You can find out the specifications of your microphones very easily by visiting the product pages on all JZ Microphones, and we advise you take a look, so you can better familiarise yourself with where it will best sit in your mixes. Take a look at the spectrums below:
Black Hole BH1S
Each one of these has a curve designed to work on most sources, but there's certain sources they fit better on than others.
The BB29 is the brightest of the bunch and specifically designed to stand out from the crowd with its sound. Vocals are specifically great with this mic, and the transformer coupled output means you have access to a totally different tonality compared to any other mics within the JZ range.
The Black Hole series is focused towards the upper mid range on the other hand, but still a bright sounding microphone. Its presence allows it to perform superbly on detailed instruments or sources such as a acoustic instruments (violins, cello, less brittle brass sections, 12th fret of Acoustic Guitar), however its well known for its capability on vocals as well.
The Vintage 67 is a much more natural sounding mic with a subtle upper mid-range boost compared to the aforementioned mics in this list. This mic excels as a drum overhead, outside of kick, drum room microphone - just drums in general! In fact, this is a microphone that countless Grammy winning producers have been using as of late and shouting from the rooftops about on social media.
Take Your Time
This is key. Becoming familiar with a microphone takes time, practice and experience and it’s not an overnight process. The mics mentioned above perform great on all sources, and knowing you like the sound of a mic from listening to videos, demos, sound samples, or simply using in someone else's studio first is always good; but when you’re setting up your mics to capture the source, whether a drum kit, or a simple guitar tone, it’s so important that you take your time to get your placement correct for the track.

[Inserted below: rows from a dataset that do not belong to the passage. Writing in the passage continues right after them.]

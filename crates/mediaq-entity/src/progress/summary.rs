//! Derived per-job progress summary.

use chrono::{DateTime, Utc};
use serde::{Deserialize, Serialize};

use mediaq_core::JobId;

use super::event::EventType;

/// Latest progress fields for one job.
#[derive(Debug, Clone, PartialEq, Serialize, Deserialize)]
pub struct ProgressSummary {
    /// Job the summary describes.
    pub job_id: JobId,
    /// Most recent lifecycle event (anything except `progress`).
    pub phase: EventType,
    /// Completion percentage in `[0, 100]`.
    pub percentage: f64,
    /// Bytes processed so far.
    pub current_bytes: u64,
    /// Total bytes expected, `0` when unknown.
    pub total_bytes: u64,
    /// Transfer rate in bytes per second.
    pub speed_bps: f64,
    /// Estimated seconds remaining, when derivable.
    pub eta_seconds: Option<f64>,
    /// Timestamp of the newest event in the trail.
    pub updated_at: DateTime<Utc>,
    /// Events currently retained for the job.
    pub event_count: usize,
}
//! Convenience result type alias for mediaq.

use crate::error::AppError;

/// A specialized `Result` type for synchronous scheduler operations.
pub type AppResult<T> = Result<T, AppError>;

Even a few millimetres difference between positions can have a profound impact on your sound, especially when it comes to a loud or dynamic source like a guitar amp for example where moving towards and away from the centre can have a profound influence on the darkness or clarity of your tone.
The same goes for phasing issues and the slightest change in position can cause a magnitude of problems on multi mic’d instruments such as drums. Vocals can change drastically in sound depending on positioning too thanks to proximity effect, and the further away the take is, the less low end is found naturally.
So make sure you take your time next time you set up your new microphone, and take the time to get to know what preamps are the best fit depending on your source.
Matched with educating yourself on the built-in design and frequency graph from the product pages, you’ll be able to truly get the best out of whatever mic you choose!